UNWINDING VIGILANCE
Stress response & restful nourishment

There is a tightness, a tension, a hyper-awareness or hyper-arousal that nearly all people feel on some level. A survival mechanism to keep one’s self safe and alive. For some this vigilance is pronounced, ever present and in the forefront of their everyday existence. For others it lies quietly in the background, only coming out when needed in times of true threat to one’s life. Vigilance is a protective mechanism that is reactionary to perceived or actual threats. It gears us up and activates our bodily resources to fight or flight. Many people know this as the “stress” response. When we are geared up repetitively without rest from vigilance, we eventually burn up all of our energetic resources. This is called adrenal fatigue, which is how the body responds to constant perceived threat. From this place of depletion we might develop a myriad of symptoms or conditions, from autoimmune to musculoskeletal ailments, heart disease, cancer and the like. When the body expends all of its energy protecting itself from threat, it doesn’t have what it needs to function well and breakdown occurs. This breakdown is what we call disease.

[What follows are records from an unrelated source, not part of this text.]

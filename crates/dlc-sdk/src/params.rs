use serde::{Deserialize, Serialize};
use sha2::{Digest, Sha256};

use crate::error::{Error, Result};

/// Satoshi amount.
pub type Amount = u64;

/// Satoshis per whole bitcoin.
pub const SATS_PER_BTC: Amount = 100_000_000;

/// Oracle price in US-dollar cents.
#[derive(Debug, Clone, Copy, PartialEq, Eq, PartialOrd, Ord, Hash, Serialize, Deserialize)]
pub struct Price(pub u64);

impl Price {
    pub const ZERO: Price = Price(0);

    /// Whole dollars to cents, saturating at `u64::MAX`.
    pub fn from_dollars(dollars: u64) -> Self {
        Price(dollars.saturating_mul(100))
    }

    pub fn cents(self) -> u64 {
        self.0
    }

    /// Absolute distance between two prices.
    pub fn abs_diff(self, other: Price) -> Price {
        Price(self.0.abs_diff(other.0))
    }

    /// Move the price by `delta` cents, saturating at zero.
    pub fn offset(self, delta: i64) -> Price {
        Price(self.0.saturating_add_signed(delta))
    }
}

impl std::fmt::Display for Price {
    fn fmt(&self, f: &mut std::fmt::Formatter<'_>) -> std::fmt::Result {
        write!(f, "${}.{:02}", self.0 / 100, self.0 % 100)
    }
}

/// Opaque participant identity.
#[derive(Debug, Clone, PartialEq, Eq, Hash, PartialOrd, Ord, Serialize, Deserialize)]
pub struct ParticipantId(pub String);

impl ParticipantId {
    pub fn new(id: impl Into<String>) -> Self {
        ParticipantId(id.into())
    }

    pub fn as_str(&self) -> &str {
        &self.0
    }
}

impl std::fmt::Display for ParticipantId {
    fn fmt(&self, f: &mut std::fmt::Formatter<'_>) -> std::fmt::Result {
        f.write_str(&self.0)
    }
}

/// A party to a contract. Cloned into each contract it is bound to.
#[derive(Debug, Clone, PartialEq, Eq, Serialize, Deserialize)]
pub struct Participant {
    pub id: ParticipantId,
    pub name: String,
    /// Public-key handle. Not validated.
    pub public_key: String,
    /// Spendable collateral balance in satoshis.
    pub balance: Amount,
}

/// The price attester a contract settles against.
#[derive(Debug, Clone, PartialEq, Eq, Serialize, Deserialize)]
pub struct Oracle {
    pub name: String,
    pub public_key: String,
}

/// SHA256(creation parameters || sequence), unique per contract.
#[derive(Debug, Clone, Copy, PartialEq, Eq, Hash, PartialOrd, Ord, Serialize, Deserialize)]
pub struct ContractId(pub [u8; 32]);

impl ContractId {
    pub fn as_bytes(&self) -> &[u8; 32] {
        &self.0
    }

    pub fn from_hex(s: &str) -> Result<Self> {
        let bytes = hex::decode(s).map_err(|e| Error::InvalidId(format!("{s}: {e}")))?;
        let arr: [u8; 32] = bytes
            .try_into()
            .map_err(|_| Error::InvalidId(format!("{s}: expected 32 bytes")))?;
        Ok(ContractId(arr))
    }

    /// Derive the id of a new contract from everything that defines it.
    pub(crate) fn derive(
        terms: &ContractTerms,
        participant1: &ParticipantId,
        participant2: &ParticipantId,
        oracle: &Oracle,
        created_at_millis: i64,
        sequence: u64,
    ) -> Self {
        let mut hasher = Sha256::new();
        hasher.update(participant1.as_str().as_bytes());
        hasher.update([0u8]);
        hasher.update(participant2.as_str().as_bytes());
        hasher.update([0u8]);
        hasher.update(oracle.public_key.as_bytes());
        hasher.update(terms.target_price.0.to_be_bytes());
        hasher.update(terms.collateral.to_be_bytes());
        hasher.update(terms.outcome1_payout.to_be_bytes());
        hasher.update(terms.outcome2_payout.to_be_bytes());
        hasher.update(terms.price_threshold.0.to_be_bytes());
        hasher.update(created_at_millis.to_be_bytes());
        hasher.update(sequence.to_be_bytes());
        ContractId(hasher.finalize().into())
    }
}

impl std::fmt::Display for ContractId {
    fn fmt(&self, f: &mut std::fmt::Formatter<'_>) -> std::fmt::Result {
        for byte in &self.0 {
            write!(f, "{byte:02x}")?;
        }
        Ok(())
    }
}

impl AsRef<[u8]> for ContractId {
    fn as_ref(&self) -> &[u8] {
        &self.0
    }
}

impl std::str::FromStr for ContractId {
    type Err = Error;

    fn from_str(s: &str) -> Result<Self> {
        ContractId::from_hex(s)
    }
}

/// Economic terms of a contract. Immutable after creation.
#[derive(Debug, Clone, Copy, PartialEq, Eq, Serialize, Deserialize)]
pub struct ContractTerms {
    pub target_price: Price,
    /// Satoshis pledged by each participant.
    pub collateral: Amount,
    /// Paid to the winner.
    pub outcome1_payout: Amount,
    /// Paid to the loser.
    pub outcome2_payout: Amount,
    /// Inclusive tolerance band around `target_price`.
    pub price_threshold: Price,
}

impl ContractTerms {
    /// Winner receives both collaterals, loser receives nothing.
    pub fn winner_takes_all(target_price: Price, collateral: Amount, price_threshold: Price) -> Self {
        Self {
            target_price,
            collateral,
            outcome1_payout: collateral.saturating_mul(2),
            outcome2_payout: 0,
            price_threshold,
        }
    }

    /// Total value locked by both participants.
    pub fn total_locked(&self) -> Option<Amount> {
        self.collateral.checked_mul(2)
    }

    /// Check collateral and payout conservation.
    pub fn validate(&self) -> Result<()> {
        if self.collateral == 0 {
            return Err(Error::InvalidTerms("collateral must be > 0".into()));
        }
        if self.target_price == Price::ZERO {
            return Err(Error::InvalidTerms("target price must be > 0".into()));
        }
        let locked = self
            .total_locked()
            .ok_or_else(|| Error::InvalidTerms("collateral overflow".into()))?;
        let paid = self
            .outcome1_payout
            .checked_add(self.outcome2_payout)
            .ok_or_else(|| Error::InvalidTerms("payout overflow".into()))?;
        if paid != locked {
            return Err(Error::InvalidTerms(format!(
                "payouts sum to {paid} sats but {locked} sats are locked"
            )));
        }
        Ok(())
    }
}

Going from vigilance to disease can be a quick or slow process. It all depends on your energy state, capacity for self-awareness, and the divine timing of life, but everything that is repeatedly stressed without rest will breakdown. In general we tend to not be a very restful oriented society. We are constantly putting ourselves in a hyper-aroused state. Between the overstimulation we consume through technology, the incessant thoughts about our past or future, our need to be productive and get things done all of the time, we are almost incapable of being still and at ease while we are awake. Even when we sit down to relax or meditate we are still often doing stuff in our minds. Thank goodness we sleep, because without sleep we would have incredibly short lifespans. During sleep our body releases stress chemicals and it gets the opportunity to rejuvenate, get nourishment and heal itself through resting.

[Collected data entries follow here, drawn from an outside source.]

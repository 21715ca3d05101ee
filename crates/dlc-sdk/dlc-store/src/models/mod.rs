pub mod contract;

pub use contract::{ContractRow, NewContractRow};
use diesel::prelude::*;

use crate::schema::contracts;

#[derive(Debug, Clone, Queryable, Selectable)]
#[diesel(table_name = contracts)]
pub struct ContractRow {
    pub contract_id: Vec<u8>,
    pub sequence: i64,
    pub status: i32,
    pub tx_status: Option<i32>,
    pub participant1_id: String,
    pub participant2_id: String,
    pub target_price: i64,
    pub collateral: i64,
    pub created_at: String,
    pub expires_at: String,
    pub body: String,
    pub updated_at: String,
}

#[derive(Debug, Clone, Insertable)]
#[diesel(table_name = contracts)]
pub struct NewContractRow {
    pub contract_id: Vec<u8>,
    pub sequence: i64,
    pub status: i32,
    pub tx_status: Option<i32>,
    pub participant1_id: String,
    pub participant2_id: String,
    pub target_price: i64,
    pub collateral: i64,
    pub created_at: String,
    pub expires_at: String,
    pub body: String,
}
pub mod commands;
pub mod simulated;
pub mod state;
pub mod views;

use std::path::PathBuf;
use std::sync::Arc;

use dlc_sdk::ContractEvent;
use tokio::io::{AsyncBufReadExt, AsyncWriteExt, BufReader};
use tokio::sync::mpsc;

use crate::state::AppStateManager;
use crate::views::PriceView;

/// Environment variable naming the data directory.
pub const DATA_DIR_ENV: &str = "DLC_DATA_DIR";
const DEFAULT_DATA_DIR: &str = "./dlc-data";

const APP_STATE_UPDATED_EVENT: &str = "app_state_updated";
const ORACLE_PRICE_EVENT: &str = "oracle_price";

// ============================================================================
// Logging
// ============================================================================

fn init_logging() {
    let env = env_logger::Env::default().default_filter_or("info");
    let _ = env_logger::Builder::from_env(env)
        .filter_module("diesel", log::LevelFilter::Warn)
        .filter_module("dlc_sdk::oracle", log::LevelFilter::Info)
        .target(env_logger::Target::Stderr)
        .try_init();
}

pub fn data_dir() -> PathBuf {
    std::env::var_os(DATA_DIR_ENV)
        .map(PathBuf::from)
        .unwrap_or_else(|| PathBuf::from(DEFAULT_DATA_DIR))
}

// ============================================================================
// Notifications
// ============================================================================

/// Line pushed to the client when background work changes state.
fn notification(event: &ContractEvent, mgr: &AppStateManager) -> Option<String> {
    let (name, data) = match event {
        ContractEvent::PriceObserved(obs) => {
            (ORACLE_PRICE_EVENT, serde_json::to_value(PriceView::from(obs)).ok()?)
        }
        ContractEvent::Confirmed(contract) => (
            APP_STATE_UPDATED_EVENT,
            serde_json::json!({
                "revision": mgr.revision(),
                "contract": mgr.contract_view(contract),
            }),
        ),
        _ => return None,
    };
    serde_json::to_string(&serde_json::json!({ "event": name, "data": data })).ok()
}

// ============================================================================
// Command loop
// ============================================================================

/// Serve JSON-lines commands from stdin until EOF.
pub async fn serve(mgr: Arc<AppStateManager>) -> Result<(), String> {
    let (out_tx, mut out_rx) = mpsc::unbounded_channel::<String>();

    let writer = tokio::spawn(async move {
        let mut stdout = tokio::io::stdout();
        while let Some(mut line) = out_rx.recv().await {
            line.push('\n');
            if stdout.write_all(line.as_bytes()).await.is_err() || stdout.flush().await.is_err()
            {
                log::warn!("stdout closed");
                break;
            }
        }
    });

    let mut events = mgr.node().subscribe();
    let notify_tx = out_tx.clone();
    let notify_mgr = mgr.clone();
    let notifier = tokio::spawn(async move {
        while let Ok(event) = events.recv().await {
            if let Some(line) = notification(&event, &notify_mgr) {
                let _ = notify_tx.send(line);
            }
        }
    });

    let mut lines = BufReader::new(tokio::io::stdin()).lines();
    loop {
        let line = match lines.next_line().await {
            Ok(Some(line)) => line,
            Ok(None) => break,
            Err(e) => {
                log::error!("stdin read failed: {e}");
                break;
            }
        };
        if line.trim().is_empty() {
            continue;
        }
        let response = commands::handle_line(&line, &mgr).await;
        let encoded = serde_json::to_string(&response)
            .map_err(|e| format!("failed to encode response: {e}"))?;
        if out_tx.send(encoded).is_err() {
            break;
        }
    }

    log::info!("stdin closed, shutting down");
    mgr.shutdown();
    notifier.abort();
    drop(out_tx);
    let _ = writer.await;
    Ok(())
}

// ============================================================================
// App Entry Point
// ============================================================================

pub fn run() {
    init_logging();

    let runtime = match tokio::runtime::Builder::new_multi_thread()
        .enable_all()
        .build()
    {
        Ok(rt) => rt,
        Err(e) => {
            log::error!("failed to start runtime: {e}");
            std::process::exit(1);
        }
    };

    let result = runtime.block_on(async {
        let mgr = Arc::new(AppStateManager::open(data_dir()).map_err(|e| e.to_string())?);
        mgr.start().map_err(|e| e.to_string())?;
        serve(mgr).await
    });

    if let Err(e) = result {
        log::error!("{e}");
        std::process::exit(1);
    }
}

Underlying stress or tension on our body can feel out of our control. We often recognize it, but feel challenged in our capacity to change our state of being. Many times we feel like we just don’t know what to do about the stress, tension and vigilance we feel. We can’t figure out how to address it, so we try to numb it, avoid it or get rid of it. We may feel that certainly something can be done to change it, but the recognition of our capacity to change it isn’t there. So we just keep doing ourselves the same way hoping for some miraculous thing to appear that will make it better.
MOVING BEYOND HOPE
Feeling & healing

When we get tired of hoping that something will magically appear to make us feel less stressed and more at ease, we realize that something must be done differently. That we must be the one to become different in our approach to our life, and in the ways we see, view and perceive what is happening. We must investigate our thoughts, beliefs, meanings and definitions, and everything in between, in order to reorganize how we are orienting to life. In addition to this inner investigation and reorganization, we must also feel. Feel the thing(s) that we avoid, numb and move away from. The things that we guard, protect and create vigilance and hyper alertness about in the first place.

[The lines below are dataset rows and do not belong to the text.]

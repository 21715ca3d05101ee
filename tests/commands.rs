use std::time::Duration;

use dlc_lib::commands::handle_line;
use dlc_lib::state::AppStateManager;
use serde_json::Value;

async fn open_manager(dir: &std::path::Path) -> AppStateManager {
    std::fs::write(
        dir.join("dlc_config.json"),
        r#"{
            "confirmationDelaySecs": 0,
            "pollIntervalSecs": 3600,
            "initialPriceCents": 3000000,
            "priceThresholdCents": 1000000
        }"#,
    )
    .unwrap();
    let mgr = AppStateManager::open(dir.to_path_buf()).unwrap();
    mgr.start().unwrap();
    mgr
}

async fn call(mgr: &AppStateManager, line: &str) -> Value {
    let response = handle_line(line, mgr).await;
    serde_json::to_value(response).unwrap()
}

async fn ok(mgr: &AppStateManager, line: &str) -> Value {
    let response = call(mgr, line).await;
    assert_eq!(response["ok"], true, "command failed: {response}");
    response["data"].clone()
}

async fn wait_for_confirmation(mgr: &AppStateManager, id: &str) -> Value {
    let line = format!(r#"{{"command":"get_contract","args":{{"contractId":"{id}"}}}}"#);
    for _ in 0..100 {
        let contract = ok(mgr, &line).await;
        if contract["transaction"]["status"] == "confirmed" {
            return contract;
        }
        tokio::time::sleep(Duration::from_millis(20)).await;
    }
    panic!("contract {id} never confirmed");
}

#[tokio::test(flavor = "multi_thread")]
async fn full_lifecycle_over_json_lines() {
    let dir = tempfile::tempdir().unwrap();
    let mgr = open_manager(dir.path()).await;

    let created = ok(
        &mgr,
        r#"{"command":"create_contract","args":{"targetPriceCents":3000000,"collateralSats":10000000,"durationHours":24}}"#,
    )
    .await;
    assert_eq!(created["status"], "pending");
    assert_eq!(created["transaction"]["status"], "pending_signatures");
    assert_eq!(created["terms"]["outcome1PayoutSats"], 20_000_000);
    assert_eq!(created["participant1"]["name"], "Alice");
    let id = created["id"].as_str().unwrap().to_string();

    let signed = ok(
        &mgr,
        &format!(r#"{{"command":"sign_contract","args":{{"contractId":"{id}","participantId":"1"}}}}"#),
    )
    .await;
    assert_eq!(signed["status"], "pending");
    assert!(signed["transaction"]["signatures"][0]["artifact"].is_string());
    assert!(signed["transaction"]["signatures"][1]["artifact"].is_null());
    assert!(signed["transaction"]["serializedTx"].is_null());

    let signed = ok(
        &mgr,
        &format!(r#"{{"command":"sign_contract","args":{{"contractId":"{id}","participantId":"2"}}}}"#),
    )
    .await;
    assert_eq!(signed["status"], "active");
    assert_eq!(signed["transaction"]["status"], "ready");
    let serialized = signed["transaction"]["serializedTx"].as_str().unwrap();
    assert!(hex::decode(serialized).is_ok());

    let broadcast = ok(
        &mgr,
        &format!(r#"{{"command":"broadcast_contract","args":{{"contractId":"{id}"}}}}"#),
    )
    .await;
    assert_eq!(broadcast["transaction"]["status"], "broadcast");

    wait_for_confirmation(&mgr, &id).await;

    let executed = ok(
        &mgr,
        &format!(r#"{{"command":"execute_contract","args":{{"contractId":"{id}"}}}}"#),
    )
    .await;
    assert_eq!(executed["status"], "executed");
    assert_eq!(executed["winner"], "1");
    assert_eq!(executed["finalPayout"]["participant1Sats"], 20_000_000);
    assert_eq!(executed["finalPayout"]["participant2Sats"], 0);

    let listed = ok(&mgr, r#"{"command":"list_contracts"}"#).await;
    assert_eq!(listed.as_array().unwrap().len(), 1);

    mgr.shutdown();
}

#[tokio::test(flavor = "multi_thread")]
async fn app_state_reports_price_and_revision() {
    let dir = tempfile::tempdir().unwrap();
    let mgr = open_manager(dir.path()).await;

    let price = ok(&mgr, r#"{"command":"get_oracle_price"}"#).await;
    assert!(price["cents"].as_u64().unwrap() > 0);
    assert!(price["display"].as_str().unwrap().starts_with('$'));

    let before = ok(&mgr, r#"{"command":"get_app_state"}"#).await;
    ok(
        &mgr,
        r#"{"command":"create_contract","args":{"targetPriceCents":3000000,"collateralSats":1000,"durationHours":1}}"#,
    )
    .await;
    let after = ok(&mgr, r#"{"command":"get_app_state"}"#).await;
    assert!(after["revision"].as_u64().unwrap() > before["revision"].as_u64().unwrap());
    assert_eq!(after["contracts"].as_array().unwrap().len(), 1);
    assert!(after["oraclePrice"]["cents"].is_u64());

    mgr.shutdown();
}

#[tokio::test(flavor = "multi_thread")]
async fn each_command_bumps_revision_once() {
    let dir = tempfile::tempdir().unwrap();
    let mgr = open_manager(dir.path()).await;
    // Let the poller's first tick land.
    tokio::time::sleep(Duration::from_millis(100)).await;

    let before = mgr.revision();
    let created = ok(
        &mgr,
        r#"{"command":"create_contract","args":{"targetPriceCents":3000000,"collateralSats":1000,"durationHours":1}}"#,
    )
    .await;
    let id = created["id"].as_str().unwrap().to_string();
    ok(
        &mgr,
        &format!(r#"{{"command":"sign_contract","args":{{"contractId":"{id}","participantId":"1"}}}}"#),
    )
    .await;
    tokio::time::sleep(Duration::from_millis(100)).await;
    assert_eq!(mgr.revision(), before + 2);

    // Reads leave it alone.
    ok(&mgr, r#"{"command":"list_contracts"}"#).await;
    assert_eq!(mgr.revision(), before + 2);
    mgr.shutdown();
}

#[tokio::test(flavor = "multi_thread")]
async fn broadcast_contract_confirms_after_restart() {
    let dir = tempfile::tempdir().unwrap();
    std::fs::write(
        dir.path().join("dlc_config.json"),
        r#"{ "confirmationDelaySecs": 3600, "pollIntervalSecs": 3600 }"#,
    )
    .unwrap();
    let id = {
        let mgr = AppStateManager::open(dir.path().to_path_buf()).unwrap();
        mgr.start().unwrap();
        let created = ok(
            &mgr,
            r#"{"command":"create_contract","args":{"targetPriceCents":3000000,"collateralSats":1000,"durationHours":2}}"#,
        )
        .await;
        let id = created["id"].as_str().unwrap().to_string();
        for who in ["1", "2"] {
            ok(
                &mgr,
                &format!(r#"{{"command":"sign_contract","args":{{"contractId":"{id}","participantId":"{who}"}}}}"#),
            )
            .await;
        }
        ok(
            &mgr,
            &format!(r#"{{"command":"broadcast_contract","args":{{"contractId":"{id}"}}}}"#),
        )
        .await;
        mgr.shutdown();
        id
    };

    let mgr = open_manager(dir.path()).await;
    assert_eq!(mgr.node().pending_confirmations(), 1);
    wait_for_confirmation(&mgr, &id).await;
    mgr.shutdown();
}

#[tokio::test(flavor = "multi_thread")]
async fn invalid_requests_are_reported() {
    let dir = tempfile::tempdir().unwrap();
    let mgr = open_manager(dir.path()).await;

    let response = call(
        &mgr,
        r#"{"id":7,"command":"create_contract","args":{"targetPriceCents":3000000,"collateralSats":1000,"durationHours":200}}"#,
    )
    .await;
    assert_eq!(response["ok"], false);
    assert_eq!(response["id"], 7);
    assert!(response["error"].as_str().unwrap().contains("1-168"));

    let unknown = "ab".repeat(32);
    let response = call(
        &mgr,
        &format!(r#"{{"id":"x","command":"get_contract","args":{{"contractId":"{unknown}"}}}}"#),
    )
    .await;
    assert_eq!(response["ok"], false);
    assert_eq!(response["id"], "x");

    let response = call(&mgr, "not json").await;
    assert_eq!(response["ok"], false);
    assert!(response.get("id").is_none());

    let response = call(&mgr, r#"{"command":"launch_rocket"}"#).await;
    assert_eq!(response["ok"], false);

    mgr.shutdown();
}

#[tokio::test(flavor = "multi_thread")]
async fn contracts_survive_restart() {
    let dir = tempfile::tempdir().unwrap();
    let id = {
        let mgr = open_manager(dir.path()).await;
        let created = ok(
            &mgr,
            r#"{"command":"create_contract","args":{"targetPriceCents":3000000,"collateralSats":1000,"durationHours":2}}"#,
        )
        .await;
        ok(
            &mgr,
            &format!(
                r#"{{"command":"cancel_contract","args":{{"contractId":"{}"}}}}"#,
                created["id"].as_str().unwrap()
            ),
        )
        .await;
        mgr.shutdown();
        created["id"].as_str().unwrap().to_string()
    };

    let mgr = open_manager(dir.path()).await;
    let contract = ok(
        &mgr,
        &format!(r#"{{"command":"get_contract","args":{{"contractId":"{id}"}}}}"#),
    )
    .await;
    assert_eq!(contract["status"], "cancelled");
    mgr.shutdown();
}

In a nutshell stress is simply avoidance of feeling what it is, that which is present in your life that you don’t want to feel. It could be things that happened to you in the past, such as traumas or other unpleasantries. It could be things that you are afraid might happen in the future, particularly if you do or don’t do this thing or that thing. What we don’t want to feel, we create protective mechanisms for, and then as a downstream effect our body takes the toll. Organizationally it’s this simple, and the expression of this can feel much more complex and intense. There are reasons why we don’t want to feel some things. In fact we may even block certain experiences from our conscious awareness as part of our protective strategy. This might be occuring when we feel vigilant, but we have no idea why we are so vigilant. It could also be when we felt a sudden shift in our state of being that seemed to happen overnight, has last for many years, and of which we can’t attribute to anything in particular.
Some things are really, really hard and we don’t always have the capacity to feel them. We may not be at a place where we can feel and integrate all the way through some experiences. So rather we fragment ourselves and this fragmentation, while not “ideal”, does allow us to function to some degree and survive. The thing is though that in order to release the tension, guard and vigilance we have to feel the thing. The tension we feel is because we aren’t feeling the thing we need to feel, but when we do feel the thing, we release the tension, along with the hyper-alertness.
There is a song by Trevor Hall whose lyrics say “you can’t rush your healing”. To feel is to heal and you also can’t rush your feeling either. As much as we often want to be on the other side of whatever it is that we are on, there is a timing to everything. There is a learning and an organization that is occurring, beyond what our minds know. You can however create the invitation, the space in your body and being, the clearing of your mind, and an outer environment and container that is conducive to feeling, but the arising of feeling is organic. Feeling occurs when you are ready in all of the ways. When you have the inner resources to work with, move through and let go. In letting go you feel free and safe to just be. You can trust your inner impulses, discernment and knowing. You can appropriately respond to your inner and outer worlds. You live innerly rested while being in outer action. You become the peace and ease you seek.